Reflections on the shootings


A colleague at WNBF radio told me about the shooting at the American Civic Association minutes after the first police radio reports were transmitted. I’ve covered a lot of news stories over the years and yet my first reaction was, “Are you kidding?” But the brutal truth came out quite quickly. Many dead and several injured, at a place that’s offered help for immigrants and held ethnic festivals for decades. We listened to the radio reports as we prepared for a Lenten Fish dinner at Holy Family Parish. Having no answers…yet lots of speculation on everything…I offered the only advice I could. Pray. Pray for everyone. The victims, the shooter, the first responders. Pray. Deacon Ed Blaine of St. James Church in Johnson City, was on retreat with other members of the Council of Churches staff in Windsor. He soon found himself at the Catholic Charities of Broome County office, just blocks away from the shooting scene.

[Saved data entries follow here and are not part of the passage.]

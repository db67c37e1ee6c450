//! Export type introspection.
//!
//! An [`ExportDescriptor`] is a plain-data description of one named export.
//! Descriptors never hold engine handles, so nothing native outlives the
//! lookup that produced them.

use serde::Serialize;
use wasmtime::{ExternType, FuncType, MemoryType};

use crate::value::ValueKind;
use luawasm_common::RuntimeError;

/// Kind-specific detail of an export.
#[derive(Debug, Clone, PartialEq, Eq, Serialize)]
#[serde(tag = "type", rename_all = "snake_case")]
pub enum ExportKind {
    /// A function with its ordered parameter and result kinds.
    Func {
        params: Vec<ValueKind>,
        results: Vec<ValueKind>,
    },
    /// A global.
    Global,
    /// A table.
    Table,
    /// A linear memory; `max` is present only when the memory is bounded.
    Memory {
        min: u64,
        #[serde(skip_serializing_if = "Option::is_none")]
        max: Option<u64>,
    },
    /// A shared linear memory.
    SharedMemory,
}

impl ExportKind {
    /// The kind symbol hosts see in the `type` field.
    pub fn type_name(&self) -> &'static str {
        match self {
            Self::Func { .. } => "func",
            Self::Global => "global",
            Self::Table => "table",
            Self::Memory { .. } => "memory",
            Self::SharedMemory => "shared_memory",
        }
    }
}

/// Description of a named export.
#[derive(Debug, Clone, PartialEq, Eq, Serialize)]
pub struct ExportDescriptor {
    /// Export name.
    pub name: String,

    /// Kind and kind-specific detail.
    #[serde(flatten)]
    pub kind: ExportKind,
}

impl ExportDescriptor {
    /// Build a descriptor from an engine extern type.
    ///
    /// # Errors
    ///
    /// Returns [`RuntimeError::UnknownItemType`] for export kinds outside
    /// function/global/table/memory, and
    /// [`RuntimeError::UnsupportedValueType`] for function signatures using
    /// vector or reference types.
    pub fn from_extern_type(name: &str, ty: &ExternType) -> Result<Self, RuntimeError> {
        #[allow(unreachable_patterns)]
        let kind = match ty {
            ExternType::Func(func) => describe_func(func)?,
            ExternType::Global(_) => ExportKind::Global,
            ExternType::Table(_) => ExportKind::Table,
            ExternType::Memory(memory) => describe_memory(memory),
            _ => return Err(RuntimeError::UnknownItemType),
        };

        Ok(Self {
            name: name.to_string(),
            kind,
        })
    }

    /// Returns `true` if this export is a function.
    pub fn is_func(&self) -> bool {
        matches!(self.kind, ExportKind::Func { .. })
    }
}

fn describe_func(func: &FuncType) -> Result<ExportKind, RuntimeError> {
    let params = func
        .params()
        .map(|ty| ValueKind::from_val_type(&ty))
        .collect::<Result<Vec<_>, _>>()?;
    let results = func
        .results()
        .map(|ty| ValueKind::from_val_type(&ty))
        .collect::<Result<Vec<_>, _>>()?;

    Ok(ExportKind::Func { params, results })
}

fn describe_memory(memory: &MemoryType) -> ExportKind {
    if memory.is_shared() {
        return ExportKind::SharedMemory;
    }

    ExportKind::Memory {
        min: memory.minimum(),
        max: memory.maximum(),
    }
}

The Chaplain’s Corps had been activated and he was one of four who helped thethought families waiting for word on their loved ones. “It was not an easy task. Catholic Charities did a great job. The city did a great job of handling the families,” he said. “They were about as compassionate as they could be. “We grieve our own community being attacked because it was an attack on the community,” Blaine said. “And we grieve for the loss of certain types of innocence, because such tragedies never happen here.” Mary Pat Hyland, a member of St. Ambrose Church in Endicott, found out about the shootings on the internet. She has taught Irish classes and performed with Irish dance groups at the Civic Association. “The Civic Association not only has helped immigrants in terms of preparing them to become citizens here, but it has also also been a place where we’ve celebrated our ethnicity.”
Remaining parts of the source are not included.